INPUT FOR THIS TASK:
»»
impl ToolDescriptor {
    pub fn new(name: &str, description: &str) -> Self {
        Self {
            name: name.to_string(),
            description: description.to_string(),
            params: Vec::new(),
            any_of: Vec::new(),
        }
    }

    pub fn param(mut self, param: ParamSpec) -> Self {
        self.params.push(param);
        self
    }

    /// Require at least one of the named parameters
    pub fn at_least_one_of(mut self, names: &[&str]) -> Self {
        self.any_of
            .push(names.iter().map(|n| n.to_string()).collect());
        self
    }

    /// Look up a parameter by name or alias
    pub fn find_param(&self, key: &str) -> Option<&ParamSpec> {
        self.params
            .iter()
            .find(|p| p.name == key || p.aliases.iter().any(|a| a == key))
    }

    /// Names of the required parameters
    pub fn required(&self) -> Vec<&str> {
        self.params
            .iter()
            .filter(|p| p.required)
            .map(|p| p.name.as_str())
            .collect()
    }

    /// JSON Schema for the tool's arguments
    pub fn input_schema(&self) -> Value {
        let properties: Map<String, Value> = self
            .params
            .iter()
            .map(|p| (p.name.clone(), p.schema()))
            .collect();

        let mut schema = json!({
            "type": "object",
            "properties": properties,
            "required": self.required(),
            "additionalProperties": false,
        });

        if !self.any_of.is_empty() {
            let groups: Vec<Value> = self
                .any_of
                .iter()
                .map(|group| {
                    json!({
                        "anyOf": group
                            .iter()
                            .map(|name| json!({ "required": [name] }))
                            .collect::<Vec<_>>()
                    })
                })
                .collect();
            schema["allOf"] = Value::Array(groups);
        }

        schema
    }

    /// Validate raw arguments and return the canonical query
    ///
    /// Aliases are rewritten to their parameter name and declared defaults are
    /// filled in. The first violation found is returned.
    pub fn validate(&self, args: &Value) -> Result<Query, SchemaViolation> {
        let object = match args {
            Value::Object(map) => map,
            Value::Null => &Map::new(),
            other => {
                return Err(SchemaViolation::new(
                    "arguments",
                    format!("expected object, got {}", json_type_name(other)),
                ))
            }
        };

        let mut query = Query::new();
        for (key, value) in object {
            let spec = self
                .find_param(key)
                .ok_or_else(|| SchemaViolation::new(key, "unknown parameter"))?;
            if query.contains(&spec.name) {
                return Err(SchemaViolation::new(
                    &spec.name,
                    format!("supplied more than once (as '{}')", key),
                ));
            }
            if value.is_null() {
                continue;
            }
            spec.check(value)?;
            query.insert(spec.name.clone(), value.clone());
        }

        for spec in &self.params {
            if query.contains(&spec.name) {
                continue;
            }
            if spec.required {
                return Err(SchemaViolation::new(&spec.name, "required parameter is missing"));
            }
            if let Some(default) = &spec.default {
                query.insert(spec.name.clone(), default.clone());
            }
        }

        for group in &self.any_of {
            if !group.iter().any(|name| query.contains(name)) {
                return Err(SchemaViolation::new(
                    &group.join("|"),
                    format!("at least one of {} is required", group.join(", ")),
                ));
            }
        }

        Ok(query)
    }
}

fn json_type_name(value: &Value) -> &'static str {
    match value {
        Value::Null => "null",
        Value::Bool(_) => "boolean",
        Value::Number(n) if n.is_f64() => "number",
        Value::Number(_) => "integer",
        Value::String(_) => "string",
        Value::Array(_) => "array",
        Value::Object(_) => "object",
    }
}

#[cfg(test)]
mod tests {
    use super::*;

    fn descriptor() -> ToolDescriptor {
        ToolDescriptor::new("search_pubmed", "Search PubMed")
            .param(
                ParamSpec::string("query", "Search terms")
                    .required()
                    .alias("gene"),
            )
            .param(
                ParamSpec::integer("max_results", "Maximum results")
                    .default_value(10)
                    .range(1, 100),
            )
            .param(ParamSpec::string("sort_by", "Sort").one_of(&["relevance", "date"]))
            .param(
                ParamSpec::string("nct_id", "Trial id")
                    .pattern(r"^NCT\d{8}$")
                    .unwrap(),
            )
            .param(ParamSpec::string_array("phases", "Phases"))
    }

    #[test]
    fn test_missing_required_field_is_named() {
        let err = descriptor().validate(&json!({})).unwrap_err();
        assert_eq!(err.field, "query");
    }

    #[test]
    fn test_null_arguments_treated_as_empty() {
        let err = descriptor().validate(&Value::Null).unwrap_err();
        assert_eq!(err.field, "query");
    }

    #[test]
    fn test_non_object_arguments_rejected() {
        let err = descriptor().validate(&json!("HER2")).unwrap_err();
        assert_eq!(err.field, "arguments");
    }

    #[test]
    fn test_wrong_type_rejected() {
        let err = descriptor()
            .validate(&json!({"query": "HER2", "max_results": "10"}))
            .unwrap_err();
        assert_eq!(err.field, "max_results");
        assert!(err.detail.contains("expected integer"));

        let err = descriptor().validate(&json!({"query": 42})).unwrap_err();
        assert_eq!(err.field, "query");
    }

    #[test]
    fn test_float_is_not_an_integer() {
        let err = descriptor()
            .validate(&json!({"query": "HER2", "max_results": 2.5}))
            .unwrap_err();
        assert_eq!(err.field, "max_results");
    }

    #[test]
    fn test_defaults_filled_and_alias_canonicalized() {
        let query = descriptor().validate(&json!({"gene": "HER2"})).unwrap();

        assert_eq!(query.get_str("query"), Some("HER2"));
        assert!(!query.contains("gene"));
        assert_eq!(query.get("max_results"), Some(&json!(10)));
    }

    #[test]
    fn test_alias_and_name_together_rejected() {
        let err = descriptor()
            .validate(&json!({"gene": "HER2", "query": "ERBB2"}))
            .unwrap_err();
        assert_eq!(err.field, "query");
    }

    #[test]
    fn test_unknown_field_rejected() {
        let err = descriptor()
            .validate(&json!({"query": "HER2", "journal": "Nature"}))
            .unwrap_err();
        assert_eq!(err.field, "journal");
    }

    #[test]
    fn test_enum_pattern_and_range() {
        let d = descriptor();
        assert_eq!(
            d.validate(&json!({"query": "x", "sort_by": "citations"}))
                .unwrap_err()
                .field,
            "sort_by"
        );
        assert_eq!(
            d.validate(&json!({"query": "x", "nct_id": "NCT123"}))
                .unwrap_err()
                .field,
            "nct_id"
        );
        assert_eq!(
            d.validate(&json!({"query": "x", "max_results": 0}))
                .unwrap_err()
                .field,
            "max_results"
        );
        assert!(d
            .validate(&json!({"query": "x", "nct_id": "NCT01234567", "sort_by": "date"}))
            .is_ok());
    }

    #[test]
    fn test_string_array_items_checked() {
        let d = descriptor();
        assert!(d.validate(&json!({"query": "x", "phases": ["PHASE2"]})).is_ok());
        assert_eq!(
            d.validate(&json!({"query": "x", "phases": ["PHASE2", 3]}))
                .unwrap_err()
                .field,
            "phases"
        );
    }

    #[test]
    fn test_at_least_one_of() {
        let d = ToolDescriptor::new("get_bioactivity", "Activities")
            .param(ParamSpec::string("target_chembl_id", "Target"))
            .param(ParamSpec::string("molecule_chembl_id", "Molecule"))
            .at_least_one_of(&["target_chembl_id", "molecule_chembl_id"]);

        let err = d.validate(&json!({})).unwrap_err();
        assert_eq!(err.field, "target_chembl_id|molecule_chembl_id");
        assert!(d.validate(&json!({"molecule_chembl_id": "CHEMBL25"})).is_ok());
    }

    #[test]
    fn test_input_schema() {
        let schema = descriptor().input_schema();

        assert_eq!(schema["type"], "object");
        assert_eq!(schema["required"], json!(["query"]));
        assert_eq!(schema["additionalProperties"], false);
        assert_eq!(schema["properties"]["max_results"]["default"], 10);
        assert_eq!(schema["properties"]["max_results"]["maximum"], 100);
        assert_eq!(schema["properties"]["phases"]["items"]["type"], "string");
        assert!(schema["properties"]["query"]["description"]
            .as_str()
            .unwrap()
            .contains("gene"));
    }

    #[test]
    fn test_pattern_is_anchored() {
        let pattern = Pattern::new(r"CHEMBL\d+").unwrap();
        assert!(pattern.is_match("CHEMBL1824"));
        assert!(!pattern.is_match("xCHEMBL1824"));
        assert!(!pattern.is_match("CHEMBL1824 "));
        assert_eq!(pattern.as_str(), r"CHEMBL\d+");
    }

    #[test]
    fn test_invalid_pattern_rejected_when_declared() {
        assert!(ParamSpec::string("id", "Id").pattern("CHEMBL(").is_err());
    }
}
««
The response must hold only the lines above from the line with "let groups: Vec<Value> = self" through the line with "for group in", each copied exactly, both ends kept.

EXERCISE SOLUTION:
            let groups: Vec<Value> = self
                .any_of
                .iter()
                .map(|group| {
                    json!({
                        "anyOf": group
                            .iter()
                            .map(|name| json!({ "required": [name] }))
                            .collect::<Vec<_>>()
                    })
                })
                .collect();
            schema["allOf"] = Value::Array(groups);
        }

        schema
    }

    /// Validate raw arguments and return the canonical query
    ///
    /// Aliases are rewritten to their parameter name and declared defaults are
    /// filled in. The first violation found is returned.
    pub fn validate(&self, args: &Value) -> Result<Query, SchemaViolation> {
        let object = match args {
            Value::Object(map) => map,
            Value::Null => &Map::new(),
            other => {
                return Err(SchemaViolation::new(
                    "arguments",
                    format!("expected object, got {}", json_type_name(other)),
                ))
            }
        };

        let mut query = Query::new();
        for (key, value) in object {
            let spec = self
                .find_param(key)
                .ok_or_else(|| SchemaViolation::new(key, "unknown parameter"))?;
            if query.contains(&spec.name) {
                return Err(SchemaViolation::new(
                    &spec.name,
                    format!("supplied more than once (as '{}')", key),
                ));
            }
            if value.is_null() {
                continue;
            }
            spec.check(value)?;
            query.insert(spec.name.clone(), value.clone());
        }

        for spec in &self.params {
            if query.contains(&spec.name) {
                continue;
            }
            if spec.required {
                return Err(SchemaViolation::new(&spec.name, "required parameter is missing"));
            }
            if let Some(default) = &spec.default {
                query.insert(spec.name.clone(), default.clone());
            }
        }

        for group in &self.any_of {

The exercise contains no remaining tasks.